Voor het bouwen van gebouwen binnen het gebied gelden de volgende bepalingen:

  • a. op de gronden zijn toegestaan vrijstaande woningen, twee-aaneen gebouwde woningen, geschakelde woningen, gestapelde woningen, patiowoningen en/of aaneengebouwde woningen; als hoofdgebouw mogen uitsluitend grondgebonden woningen en appartementengebouwen worden gebouwd;
  • b. maximaal 20% van de woningen mag in gestapelde vorm worden gebouwd;
  • c. de grondgebonden woningen bestaan uit maximaal 2 bouwlagen en een kap. Bij een platte afdekking geldt een maximum van 3 bouwlagen. In afwijking hiervan is voor maximaal 10% van het aantal grondgebonden woningen een bouwhoogte van maximaal 3 bouwlagen en een kap toegestaan ten behoeve van de realisering van een stedenbouwkundig accent;
  • d. de woningen in gestapelde vorm mogen bestaan uit maximaal 4 bouwlagen en een kap. Bij een platte afdekking geldt een maximum van 5 bouwlagen;
  • e. de hoogte van een bouwlaag bedraagt maximaal 3,50 m;
  • f. bij de uitwerking is het bepaalde in de bestemming Wonen - 1 en de bestemming Wonen - 2 uit het gemeentelijke handboek zoveel mogelijk van overeenkomstige toepassing.
6.3 Bouwregels

Op de gronden mag uitsluitend worden gebouwd in overeenstemming met een door burgemeester en wethouders uitgewerkt plan dat van kracht is geworden.

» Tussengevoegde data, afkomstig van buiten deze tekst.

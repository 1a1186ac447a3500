//! HTTP request handlers.

pub mod admin;
pub mod health;
pub mod subscriptions;
pub mod webhooks;

use axum::http::HeaderMap;
use saas_billing_core::TenantId;

use crate::error::ApiError;

/// Header carrying the client's idempotency key.
pub const IDEMPOTENCY_KEY_HEADER: &str = "idempotency-key";

const MAX_IDEMPOTENCY_KEY_LEN: usize = 255;

/// Parse a tenant id path segment.
pub(crate) fn parse_tenant(raw: &str) -> Result<TenantId, ApiError> {
    raw.parse()
        .map_err(|_| ApiError::BadRequest(format!("invalid tenant id: {raw}")))
}

/// Read the optional `Idempotency-Key` header.
pub(crate) fn idempotency_key(headers: &HeaderMap) -> Result<Option<String>, ApiError> {
    let Some(value) = headers.get(IDEMPOTENCY_KEY_HEADER) else {
        return Ok(None);
    };
    let key = value
        .to_str()
        .map_err(|_| ApiError::BadRequest("idempotency key must be ASCII".into()))?
        .trim();
    if key.is_empty() || key.len() > MAX_IDEMPOTENCY_KEY_LEN {
        return Err(ApiError::BadRequest(format!(
            "idempotency key must be 1 to {MAX_IDEMPOTENCY_KEY_LEN} characters"
        )));
    }
    Ok(Some(key.to_string()))
}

6.4 Afwijken van de bouwregels
6.4.1 Omgevingsvergunning bouwen

Het bevoegd gezag kan door middel van het verlenen van een omgevingsvergunning afwijken van het bepaalde in 6.3 voor het bouwen van bouwwerken op of in de gronden, indien:

  • a. het bouwplan in overeenstemming is met een ontwerp uitwerkingsplan;
  • b. vooraf schriftelijk advies is ingewonnen bij de waterbeheerder over de vraag of door de voorgenomen activiteit het belang van de waterhuishouding niet onevenredig wordt aangetast en welke voorwaarden aan de omgevingsvergunning moeten worden gesteld.